While Sadr's movement snubbed the provincial elections in 2005, it took part in parliamentary polls later that year.
His movement and the council formed the backbone of the Shi'ite alliance which won the most seats, and eventually agreed to install Maliki, a member of the smaller Dawa Party, as prime minister. Sadr's movement quit the alliance last year and relations with the council have deteriorated.
"What happened in Basra was just the beginning. We will witness a lot like it," said a Shi'ite MP in the alliance.
Joost Hiltermann, an Iraq expert at the International Crisis Group think tank, said he expected a big shift to take place.
He said existing parties established by former exiles -- both Shi'ite and Sunni Arab -- would lose ground.

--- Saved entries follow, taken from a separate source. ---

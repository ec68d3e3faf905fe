//! Application state machine.
//!
//! A single owned record holds everything the session knows; transitions are
//! explicit functions so the whole flow is unit-testable without a renderer
//! or a network. `dispatch` maps a user action onto the next state plus an
//! optional side effect (which generation call to issue); the commit/fail
//! appliers fold pipeline results back in. No field is ever partially
//! updated, each stage replaces its data wholesale.

use std::collections::HashSet;

use crate::model::{DailyPlan, Dish, PlanDetails, Recipe, ShoppingCategory};

/// The four interactive phases. Loading is orthogonal (a flag plus a
/// message on `AppState`), not a fifth phase.
#[derive(Debug, Clone, Copy, PartialEq, Eq)]
pub enum Phase {
    Welcome,
    Selection,
    Planning,
    Dashboard,
}

/// User actions, one per UI entry point.
#[derive(Debug, Clone)]
pub enum Action {
    /// Fetch the first recommendation batch
    Start,
    /// Fetch a fresh batch, invalidating the current selection
    Refresh,
    /// Toggle one dish in or out of the selection
    ToggleDish(String),
    /// Generate the week plan from the current selection
    ConfirmSelection,
    /// Back from the dashboard to selection, keeping the batch
    Restart,
}

/// Side effects a transition asks the session to perform.
#[derive(Debug, Clone, PartialEq)]
pub enum Effect {
    FetchRecommendations,
    GeneratePlan(Vec<String>),
}

#[derive(Debug)]
pub struct AppState {
    pub phase: Phase,
    pub recommendations: Vec<Dish>,
    /// Dish ids marked by the user; only meaningful against the current
    /// recommendation batch.
    pub selected: HashSet<String>,
    pub plan: Vec<DailyPlan>,
    pub shopping_list: Vec<ShoppingCategory>,
    pub recipes: Vec<Recipe>,
    pub loading: bool,
    pub loading_message: String,
    pub error: Option<String>,
}

impl Default for AppState {
    fn default() -> Self {
        AppState {
            phase: Phase::Welcome,
            recommendations: Vec::new(),
            selected: HashSet::new(),
            plan: Vec::new(),
            shopping_list: Vec::new(),
            recipes: Vec::new(),
            loading: false,
            loading_message: String::new(),
            error: None,
        }
    }
}

impl AppState {
    /// Apply a user action. Returns the effect the session must run, if any.
    ///
    /// While a stage is in flight every action is ignored; only one
    /// generation call may be outstanding at a time.
    pub fn dispatch(&mut self, action: Action) -> Option<Effect> {
        if self.loading {
            return None;
        }

        match (self.phase, action) {
            (Phase::Welcome, Action::Start) => Some(Effect::FetchRecommendations),
            (Phase::Selection, Action::Refresh) => {
                // New batch means new ids; stale selections are meaningless
                self.selected.clear();
                Some(Effect::FetchRecommendations)
            }
            (Phase::Selection, Action::ToggleDish(id)) => {
                if !self.selected.remove(&id) {
                    self.selected.insert(id);
                }
                None
            }
            (Phase::Selection, Action::ConfirmSelection) => {
                if self.selected.is_empty() {
                    return None;
                }
                // Optimistic transition; reverted if either stage fails
                self.phase = Phase::Planning;
                Some(Effect::GeneratePlan(self.selected_names()))
            }
            (Phase::Dashboard, Action::Restart) => {
                self.phase = Phase::Selection;
                self.plan.clear();
                self.shopping_list.clear();
                self.recipes.clear();
                None
            }
            _ => None,
        }
    }

    /// Names of the selected dishes, in recommendation-batch order.
    pub fn selected_names(&self) -> Vec<String> {
        self.recommendations
            .iter()
            .filter(|dish| self.selected.contains(&dish.id))
            .map(|dish| dish.name.clone())
            .collect()
    }

    pub fn begin_loading(&mut self, message: &str) {
        self.loading = true;
        self.loading_message = message.to_string();
        self.error = None;
    }

    fn finish_loading(&mut self) {
        self.loading = false;
        self.loading_message.clear();
    }

    /// Stage A success: replace the batch, drop stale selections.
    pub fn commit_recommendations(&mut self, dishes: Vec<Dish>) {
        self.recommendations = dishes;
        self.selected.clear();
        self.phase = Phase::Selection;
        self.error = None;
        self.finish_loading();
    }

    /// Stage A failure: stay in the current phase, surface the message.
    pub fn fail_recommendations(&mut self, message: &str) {
        self.error = Some(message.to_string());
        self.finish_loading();
    }

    /// Stage B success: the plan is committed even though the dashboard is
    /// not reachable until Stage C also succeeds.
    pub fn commit_plan(&mut self, plan: Vec<DailyPlan>) {
        self.plan = plan;
    }

    /// Stage C success: both stages done, show the dashboard.
    pub fn commit_details(&mut self, details: PlanDetails) {
        self.shopping_list = details.shopping_list;
        self.recipes = details.recipes;
        self.phase = Phase::Dashboard;
        self.error = None;
        self.finish_loading();
    }

    /// Stage B or C failure: back to selection with the selection intact so
    /// the user can retry without re-picking.
    pub fn fail_planning(&mut self, message: &str) {
        self.error = Some(message.to_string());
        self.phase = Phase::Selection;
        self.finish_loading();
    }
}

Leaders of the Supreme Council and Dawa spent decades in Iran during Saddam Hussein's brutal rule. Leaders from parties of a Sunni Arab bloc in parliament also spent years abroad.
"If the elections take place in a free and fair manner without major boycotts, which is a big if, it will significantly change power at the provincial level," Hiltermann said.
"It will mean a change of leadership away from parties of former exiles to those that are homegrown and more nationalist, either Sadrists, those close to the Sadrists or Sunnis."
NO LOVE LOST BETWEEN SUNNIS EITHER
Sunni Arabs boycotted the provincial elections in 2005 but officials say they will compete. Like the Sadrists, Sunni Arab parties took part in the later parliamentary elections.
But the established Sunni Arab parties in parliament will face tough competition on the ground from Sunni Arab tribal groups that have won recognition for creating their own security units to fight Sunni Islamist al Qaeda.
The groups, called Awakening Councils, have spread around Baghdad and north of the city. They are especially powerful in western Anbar province, where they first emerged in late 2006.
"The Awakening are the new heroes for Sunni Arabs and they are already giving people services...," said a government official in Baghdad. "Some established (Sunni Arab) parties could prove to be weak in these elections."
Another flashpoint is the ethnically mixed northern province of Nineveh, which is governed by a Kurdish-majority council. Nineveh's capital is Mosul, a tinderbox where officials say al Qaeda has sought to exploit dissatisfaction among Sunni Arabs, who are the majority in the province.
"Kurds won the council in the city mainly because Sunni Arabs boycotted the elections. This time they are taking part and it's going to be a fierce battle," said a Kurdish official.